The Defender Kentucky Three-Day Event runs from 23 to 26 April 2026, with live coverage available on the USEF Network for viewers who register for a free fan account. The fixture matters well beyond its Kentucky setting: it is the only US five-star on the calendar this year, making it a rare domestic chance to watch the highest level of eventing in one place.
The programme also includes the Cosequin Lexington CCI4*-S and the Kentucky International CSI5* showjumping, presented by Hagyard Equine Medical Institute, giving viewers a fuller picture of elite equestrian competition across four days.
Why this week carries unusual weight
Five-star eventing sits at the top end of the discipline’s structure, demanding precision in dressage, boldness and judgement across cross-country, and control in the final jumping phase. Because there are only a small number of five-stars internationally, any US staging carries outsized importance for riders, owners, breeders and fans who want to follow top-level form without travelling abroad.
Kentucky has long occupied a distinctive place in the calendar because it brings that level of examination to a major American audience. For viewers, that means more than spectacle. It offers a chance to see how combinations cope with accumulated pressure over several days, and why consistency across very different tests remains the defining measure of excellence in eventing.
How to watch live and what access includes
Live coverage is available through the USEF Network, powered by ClipMyHorse.TV. A free fan account is enough to watch the action as it happens, which lowers the barrier for casual viewers and broadens access to a discipline that has often depended on specialist subscriptions and in-person attendance.
Those who want on-demand replay access will need a ClipMyHorse.TV membership. For people travelling outside their home region, the published guidance points to NordVPN as a way to access usual coverage where geo-blocking applies. As with any VPN use, viewers should check platform terms and local rules before relying on it.
Broadcast times to know
The schedule supplied by organisers is listed in British Summer Time, with local time in brackets.
Thursday 23 April: CCI4*-S dressage at 1pm (8am); CCI5* dressage at 6.20pm (1.20pm)
Friday 25 April: CCI4*-S dressage at 1pm (8am); CCI5* dressage at 6pm (1pm)
Saturday 26 April: CCI4*-S cross-country at 2pm (9am); CCI5* cross-country at 6.30pm (1.30pm)
Sunday 27 April: CCI4*-S showjumping at 3.45pm (10.45am); CCI5* showjumping at 6.30pm (1.30pm)

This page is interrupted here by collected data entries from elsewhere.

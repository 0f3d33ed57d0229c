use std::fs;
use std::path::{Path, PathBuf};
use std::process::ExitCode;

use anyhow::{Context, Result};
use clap::{Args, Parser, Subcommand};

use crimper::epplog::{self, artifact_file_name, run_epp};
use crimper::manifest::{flowcell_id, RunManifest};
use crimper::minknow::MinknowSheet;
use crimper::{formula, ops, placement, zebra};

/// Crimper CLI: LIMS EPP operations over a step snapshot
#[derive(Parser)]
#[command(name = "crimper")]
#[command(version)]
#[command(about = "LIMS EPP toolkit: UDF formulas, index reconciliation, run samplesheets", long_about = None)]
struct Cli {
    #[command(subcommand)]
    command: Commands,
}

/// Arguments every EPP shares: the step snapshot and the log artifact.
#[derive(Args)]
struct CommonArgs {
    /// Step snapshot JSON (read, and updated in place on UDF writes)
    #[arg(long)]
    snapshot: PathBuf,
    /// Path for the run log file artifact
    #[arg(long)]
    log: PathBuf,
}

#[derive(Subcommand)]
enum Commands {
    /// Apply the UDF formulas configured on the step
    UdfFormulas {
        #[command(flatten)]
        common: CommonArgs,
        /// Step text UDF holding the formulas
        #[arg(long, default_value = "UDF formulas")]
        formula_field: String,
    },

    /// Convert Concentration from ng/ul to nM on measurement artifacts
    MolarConcentration {
        #[command(flatten)]
        common: CommonArgs,
        /// Rewrite the step's analyte inputs instead of its outputs
        #[arg(long)]
        aggregate: bool,
    },

    /// Pull the last known value of an artifact UDF forward from history
    FetchLastKnownField {
        #[command(flatten)]
        common: CommonArgs,
        /// Step UDF naming the artifact UDF to fetch
        #[arg(long)]
        step_udf: String,
    },

    /// Copy analyte UDFs to the submitted samples
    CopyField {
        #[command(flatten)]
        common: CommonArgs,
        /// Source UDF name(s)
        #[arg(short = 's', long = "source-udf", required = true, num_args = 1..)]
        source_udf: Vec<String>,
        /// Destination UDF name(s); defaults to the source names
        #[arg(short = 'd', long = "dest-udf", num_args = 1..)]
        dest_udf: Vec<String>,
        /// Changelog file recording who changed what
        #[arg(short = 'c', long)]
        status_changelog: Option<PathBuf>,
    },

    /// Generate the sequencing-run manifest bundle
    RunManifest {
        #[command(flatten)]
        common: CommonArgs,
        /// Directory receiving the manifest zip
        #[arg(long)]
        file: PathBuf,
    },

    /// Generate the MinKNOW samplesheet
    MinknowSamplesheet {
        #[command(flatten)]
        common: CommonArgs,
        /// Directory receiving the samplesheet CSV
        #[arg(long)]
        file: PathBuf,
    },

    /// Emit ZPL barcode labels for the step's output containers
    ZebraBarcodes {
        #[command(flatten)]
        common: CommonArgs,
        /// Directory receiving the ZPL command stream
        #[arg(long)]
        file: PathBuf,
        /// Test run: build and save the stream, skip the printer queue
        #[arg(long)]
        test: bool,
    },

    /// Check index placement on output plates, posting warnings to Comments
    CheckIndexPlacement {
        #[command(flatten)]
        common: CommonArgs,
    },
}

fn out_dir(dir: &Path) -> Result<()> {
    fs::create_dir_all(dir).with_context(|| format!("could not create {}", dir.display()))
}

fn main() -> ExitCode {
    let cli = Cli::parse();

    let status = match cli.command {
        Commands::UdfFormulas {
            common,
            formula_field,
        } => run_epp(
            "udf_formulas",
            &common.snapshot,
            &common.log,
            |snapshot, path| {
                let stats = formula::run_udf_formulas(snapshot, Some(path), &formula_field)?;
                Ok(format!(
                    "Wrote {} value(s), {} already satisfied, {} pairing(s) skipped.",
                    stats.written, stats.already_set, stats.skipped
                ))
            },
        ),

        Commands::MolarConcentration { common, aggregate } => run_epp(
            "molar_concentration",
            &common.snapshot,
            &common.log,
            |snapshot, path| Ok(ops::molar_concentration(snapshot, Some(path), aggregate)?),
        ),

        Commands::FetchLastKnownField { common, step_udf } => run_epp(
            "fetch_last_known_field",
            &common.snapshot,
            &common.log,
            |snapshot, path| Ok(ops::fetch_last_known_field(snapshot, Some(path), &step_udf)?),
        ),

        Commands::CopyField {
            common,
            source_udf,
            dest_udf,
            status_changelog,
        } => run_epp(
            "copy_field",
            &common.snapshot,
            &common.log,
            |snapshot, path| {
                Ok(ops::copy_field(
                    snapshot,
                    Some(path),
                    &source_udf,
                    &dest_udf,
                    status_changelog.as_deref(),
                )?)
            },
        ),

        Commands::RunManifest { common, file } => run_epp(
            "run_manifest",
            &common.snapshot,
            &common.log,
            |snapshot, _path| {
                out_dir(&file)?;
                let fc = flowcell_id(snapshot)?;
                let root = format!(
                    "AVITI_run_manifest_{fc}_{}_{}_{}",
                    snapshot.step.id,
                    epplog::timestamp(),
                    snapshot.step.technician.replace(' ', "")
                );
                let manifest = RunManifest::build(snapshot, root)?;
                let zip_path = manifest.write_bundle(&file)?;
                Ok(format!("Wrote run manifest bundle {}.", zip_path.display()))
            },
        ),

        Commands::MinknowSamplesheet { common, file } => run_epp(
            "minknow_samplesheet",
            &common.snapshot,
            &common.log,
            |snapshot, _path| {
                out_dir(&file)?;
                let sheet = MinknowSheet::build(snapshot)?;
                let name =
                    artifact_file_name("ONT_samplesheet", snapshot, &epplog::timestamp(), "csv");
                let path = file.join(name);
                sheet.write_csv(&path)?;
                Ok(format!("Wrote MinKNOW samplesheet {}.", path.display()))
            },
        ),

        Commands::ZebraBarcodes { common, file, test } => run_epp(
            "zebra_barcodes",
            &common.snapshot,
            &common.log,
            |snapshot, _path| {
                out_dir(&file)?;
                let date = chrono::Local::now().format("%Y-%m-%d").to_string();
                let zpl = zebra::step_labels(snapshot, &date)?;
                let name = artifact_file_name("barcodes", snapshot, &epplog::timestamp(), "txt");
                let path = file.join(name);
                fs::write(&path, zpl.join("\n"))
                    .with_context(|| format!("could not write {}", path.display()))?;
                if test {
                    log::info!("Test run, not sending labels to the printer queue.");
                }
                Ok(format!(
                    "Wrote {} ZPL lines to {}.",
                    zpl.len(),
                    path.display()
                ))
            },
        ),

        Commands::CheckIndexPlacement { common } => run_epp(
            "check_index_placement",
            &common.snapshot,
            &common.log,
            |snapshot, path| {
                let messages = placement::verify_index_placement(snapshot)?;
                if messages.is_empty() {
                    Ok("No issue detected with indexes or placement.".to_string())
                } else {
                    for m in &messages {
                        log::warn!("{m}");
                    }
                    placement::post_to_comments(snapshot, &messages);
                    snapshot.save(path)?;
                    Ok(format!("{} placement issue(s) posted to Comments.", messages.len()))
                }
            },
        ),
    };

    ExitCode::from(status.code() as u8)
}
impl RunManifest {
    /// Assemble and validate the manifest rows for the current step.
    pub fn build(snapshot: &Snapshot, root_name: impl Into<String>) -> Result<Self> {
        let step = &snapshot.step;
        let pools = snapshot.analyte_outputs(step)?;
        if pools.is_empty() || pools.len() > 2 {
            return Err(Error::SheetConstraint(
                "expected one or two output analytes".to_string(),
            ));
        }

        // Lane assignment comes from the container well.
        let mut pool_lanes: Vec<(&crate::model::Artifact, String)> = Vec::new();
        for &pool in &pools {
            let lane = pool
                .location
                .as_ref()
                .map(|(_, well)| well.split(':').next().unwrap_or(well).to_string())
                .ok_or_else(|| {
                    Error::SheetConstraint(format!("pool '{}' has no placement", pool.name))
                })?;
            pool_lanes.push((pool, lane));
        }
        let mut lanes: Vec<String> = pool_lanes.iter().map(|(_, l)| l.clone()).collect();
        lanes.sort_unstable();
        lanes.dedup();
        if !(lanes == ["1"] || lanes == ["1", "2"]) {
            return Err(Error::SheetConstraint(
                "expected a single-lane or dual-lane flowcell".to_string(),
            ));
        }
        pool_lanes.sort_by(|a, b| a.1.cmp(&b.1));

        let idx2_cycles = udf_usize(step.udf.get("Index Read 2"));
        let mut rows: Vec<ManifestRow> = Vec::new();

        for (pool, lane) in &pool_lanes {
            let mut labels = pool.reagent_labels.clone();
            labels.sort_unstable();
            labels.dedup();
            if labels.len() != pool.reagent_labels.len() {
                return Err(Error::SheetConstraint(format!(
                    "detected non-unique reagent labels in lane {lane}"
                )));
            }

            let phix_loaded = pool
                .udf
                .get("% phiX")
                .and_then(UdfValue::as_f64)
                .unwrap_or(0.0);
            let phix_set_name = pool
                .udf
                .get("Element PhiX Set")
                .and_then(|v| v.as_str())
                .unwrap_or("")
                .to_string();
            if phix_loaded != 0.0 && phix_set_name.is_empty() {
                return Err(Error::SheetConstraint(
                    "PhiX controls loaded but no kit specified".to_string(),
                ));
            }
            if phix_loaded == 0.0 && !phix_set_name.is_empty() {
                return Err(Error::SheetConstraint(
                    "PhiX controls specified but not loaded".to_string(),
                ));
            }

            for sample_id in &pool.samples {
                let sample = snapshot.sample(sample_id)?;
                let (project, recipe, user_library) =
                    match snapshot.sample_project(sample)? {
                        Some(project) => {
                            let name = project.name.replace('.', "__").replace(',', "");
                            let recipe = project
                                .udf
                                .get("Sequencing setup")
                                .map(|v| v.to_string())
                                .unwrap_or_else(|| "0-0".to_string());
                            let user_library = project
                                .udf
                                .get("Library construction method")
                                .and_then(|v| v.as_str())
                                == Some("Finished library (by user)");
                            (name, recipe, user_library)
                        }
                        None => ("Control".to_string(), "0-0".to_string(), false),
                    };

                let label = snapshot.sample_label(pool, sample_id)?;
                for idx in indexes::expand_label(label)? {
                    let IndexPair { index1, mut index2 } = idx;
                    if index2.is_empty() {
                        // A long index2 read with no index2 in the label
                        // means the second index read is a UMI.
                        match idx2_cycles {
                            Some(cycles) if cycles > 12 => index2 = "N".repeat(cycles),
                            _ => {}
                        }
                    } else if !user_library || indexes::is_combinatorial_kit(label) {
                        info!("Reverse-complementing index2 of {}.", sample.name);
                        index2 = indexes::revcomp(&index2);
                    }

                    let settings = if indexes::is_tenx_single(label) {
                        // 8-base single-index kits want index 1 written to
                        // a separate FastQ file.
                        settings_column(&[("I1Fastq", "True")])?
                    } else {
                        String::new()
                    };

                    rows.push(ManifestRow {
                        sample_name: sample.name.clone(),
                        index1,
                        index2,
                        lane: lane.clone(),
                        project: project.clone(),
                        recipe: recipe.clone(),
                        label: label.to_string(),
                        settings,
                    });
                }
            }

            // Control rows for the lane.
            if phix_loaded != 0.0 {
                let set = phix::phix_set(&phix_set_name).ok_or_else(|| {
                    Error::SheetConstraint(format!("unknown PhiX set '{phix_set_name}'"))
                })?;
                for (i1, i2) in set.indices {
                    rows.push(ManifestRow {
                        sample_name: set.nickname.to_string(),
                        index1: i1.to_string(),
                        index2: i2.to_string(),
                        lane: lane.clone(),
                        project: "Control".to_string(),
                        recipe: "0-0".to_string(),
                        label: String::new(),
                        settings: String::new(),
                    });
                }
            }
        }

        rows.sort_by(|a, b| (a.lane.as_str(), a.sample_name.as_str())
            .cmp(&(b.lane.as_str(), b.sample_name.as_str())));

        // Collision check per lane, across samples and controls, before
        // anything is rendered.
        for lane in lanes {
            let lane_rows: Vec<IndexedRow> = rows
                .iter()
                .filter(|r| r.lane == lane)
                .map(ManifestRow::indexed)
                .collect();
            distance::check_lane_distances(&lane_rows, LANE_WARN_THRESHOLD)?;
        }

        Ok(RunManifest {
            root_name: root_name.into(),
            step_name: step.type_name.clone(),
            step_id: step.id.clone(),
            idx1_cycles: udf_usize(step.udf.get("Index Read 1")),
            idx2_cycles,
            rows,
        })
    }

    fn samples_csv(rows: &[ManifestRow]) -> Result<String> {
        let mut wtr = csv::Writer::from_writer(Vec::new());
        wtr.write_record([
            "SampleName",
            "Index1",
            "Index2",
            "Lane",
            "Project",
            "Recipe",
            "lims_label",
            "settings",
        ])
        .map_err(|e| Error::Invalid(format!("could not write manifest CSV: {e}")))?;
        for r in rows {
            wtr.write_record([
                r.sample_name.as_str(),
                r.index1.as_str(),
                r.index2.as_str(),
                r.lane.as_str(),
                r.project.as_str(),
                r.recipe.as_str(),
                r.label.as_str(),
                r.settings.as_str(),
            ])
            .map_err(|e| Error::Invalid(format!("could not write manifest CSV: {e}")))?;
        }
        let bytes = wtr
            .into_inner()
            .map_err(|e| Error::Invalid(format!("could not write manifest CSV: {e}")))?;
        String::from_utf8(bytes).map_err(|e| Error::Invalid(e.to_string()))
    }

    /// Truncate indices to the configured cycle counts. Indices shorter
    /// than the cycle count fail the flavor; longer ones trim with a log
    /// entry.
    fn trim_rows(&self, flavor: Flavor, mut rows: Vec<ManifestRow>) -> Result<Vec<ManifestRow>> {
        let (Some(c1), Some(c2)) = (self.idx1_cycles, self.idx2_cycles) else {
            return Err(Error::Sheet {
                flavor: flavor.as_str().to_string(),
                reason: "index cycle counts are not set on the step".to_string(),
            });
        };
        for (pick, cycles, name) in [
            (0usize, c1, "Index1"),
            (1usize, c2, "Index2"),
        ] {
            let get = |r: &ManifestRow| if pick == 0 { r.index1.clone() } else { r.index2.clone() };
            let short: Vec<&ManifestRow> =
                rows.iter().filter(|r| get(r).len() < cycles).collect();
            if !short.is_empty() {
                for r in &short {
                    error!(
                        "'{}' has {name} '{}' of length {} shorter than {cycles} cycles.",
                        r.sample_name,
                        get(r),
                        get(r).len()
                    );
                }
                return Err(Error::Sheet {
                    flavor: flavor.as_str().to_string(),
                    reason: "indexes are shorter than the number of index cycles".to_string(),
                });
            }
            for r in rows.iter_mut() {
                let idx = if pick == 0 { &mut r.index1 } else { &mut r.index2 };
                if idx.len() > cycles {
                    info!(
                        "Trimming '{}' {name} '{}' of length {} to {cycles} cycles.",
                        r.sample_name,
                        idx,
                        idx.len()
                    );
                    idx.truncate(cycles);
                }
            }
        }
        Ok(rows)
    }

    /// Demultiplexer mismatch thresholds across all lanes of a row set.
    fn thresholds(&self, flavor: Flavor, rows: &[ManifestRow]) -> Result<(u8, u8)> {
        let mut lanes: Vec<&str> = rows.iter().map(|r| r.lane.as_str()).collect();
        lanes.sort_unstable();
        lanes.dedup();
        let mut t = (1u8, 1u8);
        for lane in lanes {
            let lane_rows: Vec<IndexedRow> = rows
                .iter()
                .filter(|r| r.lane == lane)
                .map(ManifestRow::indexed)
                .collect();
            let (i1, i2) =
                distance::mismatch_thresholds(&lane_rows).map_err(|e| Error::Sheet {
                    flavor: flavor.as_str().to_string(),
                    reason: e.to_string(),
                })?;
            t = (t.0.min(i1), t.1.min(i2));
        }
        Ok(t)
    }

    /// File name for one flavor.
    pub fn file_name(&self, flavor: Flavor) -> String {
        format!("{}_{}.csv", self.root_name, flavor.as_str())
    }

    /// Render one flavor. `Ok(None)` means the flavor's precondition
    /// failed, which was logged; the run carries on with the others.
    pub fn render(&self, flavor: Flavor) -> Result<Option<String>> {
        info!("Building {} manifest...", flavor.as_str());
        let file_name = self.file_name(flavor);

        let run_values = format!(
            "[RUNVALUES]\nKeyName, Value\nlims_step_name, {}\nlims_step_id, {}\nmanifest_file, {}",
            self.step_name, self.step_id, file_name
        );
        let mut settings = "[SETTINGS]\nSettingName, Value".to_string();

        let samples_section = match flavor {
            Flavor::Untrimmed => format!("[SAMPLES]\n{}", Self::samples_csv(&self.rows)?),
            Flavor::Trimmed | Flavor::Phix => {
                let mut rows = self.rows.clone();
                if flavor == Flavor::Phix {
                    rows.retain(|r| r.project == "Control");
                }
                let rows = match self.trim_rows(flavor, rows) {
                    Ok(rows) => rows,
                    Err(e) => {
                        error!("{e}. Skipping.");
                        return Ok(None);
                    }
                };
                match self.thresholds(flavor, &rows) {
                    Ok((i1, i2)) => {
                        settings.push_str(&format!(
                            "\nI1MismatchThreshold, {i1}\nI2MismatchThreshold, {i2}"
                        ));
                    }
                    Err(e) => {
                        error!("{e}. Could not generate {} manifest without index collisions. Skipping.", flavor.as_str());
                        return Ok(None);
                    }
                }
                format!("[SAMPLES]\n{}", Self::samples_csv(&rows)?)
            }
            Flavor::Empty => String::new(),
        };

        Ok(Some(format!("{run_values}\n\n{settings}\n\n{samples_section}")))
    }

    /// Render every flavor and bundle them into `<root_name>.zip` in
    /// `dir`. Flavors that failed their precondition become empty zip
    /// entries, with a warning.
    pub fn write_bundle(&self, dir: &Path) -> Result<PathBuf> {
        let zip_path = dir.join(format!("{}.zip", self.root_name));
        let file =
            File::create(&zip_path).map_err(|e| Error::io(zip_path.display(), e))?;
        let mut bundle = zip::ZipWriter::new(file);

        for flavor in Flavor::ALL {
            let name = self.file_name(flavor);
            bundle
                .start_file(name.as_str(), SimpleFileOptions::default())
                .map_err(|e| Error::Invalid(format!("could not write bundle: {e}")))?;
            match self.render(flavor)? {
                Some(contents) => bundle
                    .write_all(contents.as_bytes())
                    .map_err(|e| Error::io(&name, e))?,
                None => warn!("Not writing {name} due to missing contents."),
            }
        }
        bundle
            .finish()
            .map_err(|e| Error::Invalid(format!("could not finish bundle: {e}")))?;
        Ok(zip_path)
    }
}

Readers should note that the dates in the headline schedule and the day-by-day listings do not fully align, with the event described as running from 23 to 26 April while the final listed sessions fall on Sunday 27 April. Anyone planning their viewing should check the latest official timetable before the week begins.
How to follow beyond the live stream
Horse & Hound says its eventing editor, Pippa Roome, will be on site in Kentucky with rolling digital coverage and a print report in the 30 April issue. For readers who want more than live pictures, that kind of reporting can add what streams often cannot: context on form, atmosphere, conditions and the strategic decisions that shape the final outcome.
That broader lens is part of why Kentucky still matters. Eventing is one of the few equestrian formats that asks for mastery across markedly different demands, and top-level fixtures reward close attention. For anyone watching this week, the stream is not simply a way to keep up. It is a window into how the sport measures partnership, resilience and judgement at its most exacting level.